I was reading about a divorce case in the newspapers. The couple involved were from the entertainment industry and so it made headlines. That is the man is from this industry. They have a young child and the divorce came about through mutual consent. Though there was reluctance in the beginning from the wife, she eventually gave in.
Apparently the gentleman fell in love with another woman. And ironically, his first marriage was also due to love. So where did the first love go? Who allowed it to drift away? Could they have sought relationship help?

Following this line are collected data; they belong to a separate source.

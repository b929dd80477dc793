//! Region and label windows inside unstructured page text.
//!
//! Source pages have no stable markup, so matching is plain substring search
//! and the result is a bounded slice of the text around the hit. Radii are in
//! characters; slices always land on UTF-8 boundaries.

use crate::extract::NotFoundReason;

/// Characters kept on each side of the region mention.
pub const REGION_RADIUS: usize = 80_000;

/// Characters kept before a trim/model label.
pub const LABEL_BEFORE: usize = 2_000;

/// Characters kept after a trim/model label. Totals usually follow the label.
pub const LABEL_AFTER: usize = 4_000;

/// Finds the first case-sensitive occurrence of `region` and returns the text
/// within [`REGION_RADIUS`] characters of it.
///
/// # Errors
///
/// Returns [`NotFoundReason::RegionNotFound`] when `region` is empty or does
/// not occur in `page`.
pub fn locate_window<'a>(page: &'a str, region: &str) -> Result<&'a str, NotFoundReason> {
    if region.is_empty() {
        return Err(NotFoundReason::RegionNotFound);
    }
    let at = page.find(region).ok_or(NotFoundReason::RegionNotFound)?;
    Ok(char_window(page, at, REGION_RADIUS, REGION_RADIUS))
}

/// Finds the first case-insensitive occurrence of `label` inside
/// `region_window` and returns [`LABEL_BEFORE`] characters before it through
/// [`LABEL_AFTER`] characters after its start.
///
/// `label` is matched literally. Case folding covers ASCII only; Hangul has
/// no case.
#[must_use]
pub fn locate_label<'a>(region_window: &'a str, label: &str) -> Option<&'a str> {
    let at = find_ignore_ascii_case(region_window, label)?;
    Some(char_window(region_window, at, LABEL_BEFORE, LABEL_AFTER))
}

/// Byte offset of the first ASCII-case-insensitive occurrence of `needle`.
///
/// Non-ASCII bytes compare exactly, so a hit always starts on the lead byte
/// of a character.
fn find_ignore_ascii_case(haystack: &str, needle: &str) -> Option<usize> {
    if needle.is_empty() {
        return None;
    }
    haystack
        .as_bytes()
        .windows(needle.len())
        .position(|w| w.eq_ignore_ascii_case(needle.as_bytes()))
}

/// Slice of `text` from `before` characters ahead of byte offset `at` to
/// `after` characters past it, clamped to the text.
///
/// `at` must be a char boundary.
fn char_window(text: &str, at: usize, before: usize, after: usize) -> &str {
    let start = if before == 0 {
        at
    } else {
        text[..at]
            .char_indices()
            .rev()
            .nth(before - 1)
            .map_or(0, |(i, _)| i)
    };
    let end = text[at..]
        .char_indices()
        .nth(after)
        .map_or(text.len(), |(i, _)| at + i);
    &text[start..end]
}

#[cfg(test)]
mod tests {
    use super::*;

    #[test]
    fn region_window_contains_match() {
        let page = "부산 100만원 | 서울 200만원 | 대구 300만원";
        let window = locate_window(page, "서울").expect("region present");
        assert!(window.contains("서울 200만원"));
    }

    #[test]
    fn missing_region_is_not_found() {
        let page = "부산 100만원 | 대구 300만원";
        assert_eq!(
            locate_window(page, "서울"),
            Err(NotFoundReason::RegionNotFound)
        );
    }

    #[test]
    fn empty_region_is_not_found() {
        assert_eq!(
            locate_window("서울 200만원", ""),
            Err(NotFoundReason::RegionNotFound)
        );
    }

    #[test]
    fn region_match_is_case_sensitive() {
        assert_eq!(
            locate_window("SEOUL 200만원", "Seoul"),
            Err(NotFoundReason::RegionNotFound)
        );
    }

    #[test]
    fn region_window_is_bounded_on_long_pages() {
        let filler = "가".repeat(REGION_RADIUS + 500);
        let page = format!("{filler}서울{filler}");
        let window = locate_window(&page, "서울").expect("region present");
        assert_eq!(window.chars().count(), REGION_RADIUS * 2);
        assert!(window.contains("서울"));
    }

    #[test]
    fn label_match_is_case_insensitive() {
        let window = locate_label("... MODEL 3 LONG RANGE 총 보조금 336만원", "Model 3 Long Range")
            .expect("label present");
        assert!(window.starts_with("... MODEL 3"));
    }

    #[test]
    fn label_is_matched_literally() {
        assert!(locate_label("Model 3 (AWD)", "(AWD)").is_some());
        assert!(locate_label("Model 3 AWD", "M.del").is_none());
    }

    #[test]
    fn label_window_keeps_more_text_after_than_before() {
        let before = "a".repeat(LABEL_BEFORE + 10);
        let after = "b".repeat(LABEL_AFTER + 10);
        let text = format!("{before}롱레인지{after}");
        let window = locate_label(&text, "롱레인지").expect("label present");
        let (head, tail) = window.split_once("롱레인지").expect("label inside window");
        assert_eq!(head.chars().count(), LABEL_BEFORE);
        assert_eq!(tail.chars().count(), LABEL_AFTER - "롱레인지".chars().count());
    }

    #[test]
    fn label_after_hangul_keeps_char_aligned_window() {
        let text = "서울특별시 모델 Y model y rwd 총 보조금 290만원";
        let window = locate_label(text, "Model Y RWD").expect("label present");
        assert!(window.starts_with("서울특별시"));
        assert!(window.ends_with("290만원"));

        let at = find_ignore_ascii_case(text, "MODEL Y").expect("label present");
        assert!(text.is_char_boundary(at));
        assert!(text[at..].starts_with("model y"));
    }

    #[test]
    fn empty_label_is_none() {
        assert!(locate_label("Model 3", "").is_none());
    }

    #[test]
    fn missing_label_is_none() {
        assert!(locate_label("Model Y RWD 200만원", "퍼포먼스").is_none());
    }

    #[test]
    fn char_window_clamps_to_text_bounds() {
        let text = "서울시 보조금";
        let at = text.find("보조금").expect("present");
        assert_eq!(char_window(text, at, 100, 100), text);
        assert_eq!(char_window(text, at, 1, 1), " 보");
    }
}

The wife put her career aside to become a full fledge wife and mother. She is involved in the child’s life 24/7. She managed the home and entertained well. It could not have been easy for her to give up her career. But she did it willingly, I think, to look after the home, family, husband and child. They are a very well off people, she could have had any number of help she needed. She need not have been present personally everywhere and every time. But she choose to be. Did he appreciate her choice? Being a hands on mother, homemaker and entertainer is not an easy job. It requires lots of juggling and patience. And meticulous planning too.
A decade down the line, and he felt he no longer loved her and so wanted to leave. I do not know what are the circumstances of the divorce, only what I have read. And I have no business being judgmental. But what I wonder is whether love is the only ingredient for a successful marriage? Are there no other reasons why a couple stay on in the marriage? Anyway the meaning of love changes as the marriage ages. Are people not aware of it?
It seems to have become very easy to fall in and out of love. What exactly does love mean to these people? The lady mentioned above has picked up the threads of her life and has gone back to her profession. The kid is with her, I think. Maybe the child will crimp the father’s style of life, so he prefers the kid being with the mother.
Those who fall in and out of love, are they enamored with pasture is greener on the other side? Which love of their’s will be the final one? Or will they keep going from one love to the other? Will the duration between two loves keep decreasing? Is it that they have a fixed quota of love and so they run through it fast? They need their next fix, so they look for other prospects?
What about the second partner? Will she feel secure in such a person’s love? How long will it last? When will he discover his love here is no longer true, so he wants an out? Will she be prepared for the ditching?
There is a famous case of a second wife going to the first wife and requesting her to help her lodge a complaint against their husband because he was married for the third time. The first wife said since she had not objected to the second marriage, why should she object to the third? Maybe she wanted the second wife to realize the pain and humiliation she underwent when the second one came on the scene.
It is said that in the entertainment industry divorces are very common. They are supposedly fickle minded people where emotions are concerned and so they flit from one relationship to another. There are any number of steady relationships in the industry. But when some people fall in and out of love, they end up smearing the whole industry.
Some people believe that people working in the entertainment industry are not to be trusted. They are not willing to rent their houses to people working in this industry, nor do parents want to give their daughters in marriage to any male in this industry. How did this general feeling come about? How much has the people from the industry contributed to this?
When a marriage breaks, it can leave behind scars. People will move on, but the scars will remain. And when children are involved, then the trauma is greater. These children are in the limelight, whether they like it or not. Their parents are well known and so the public glare is on them all the time. It cannot be fun living in such limelight. They didn’t ask for it, but they have no choice.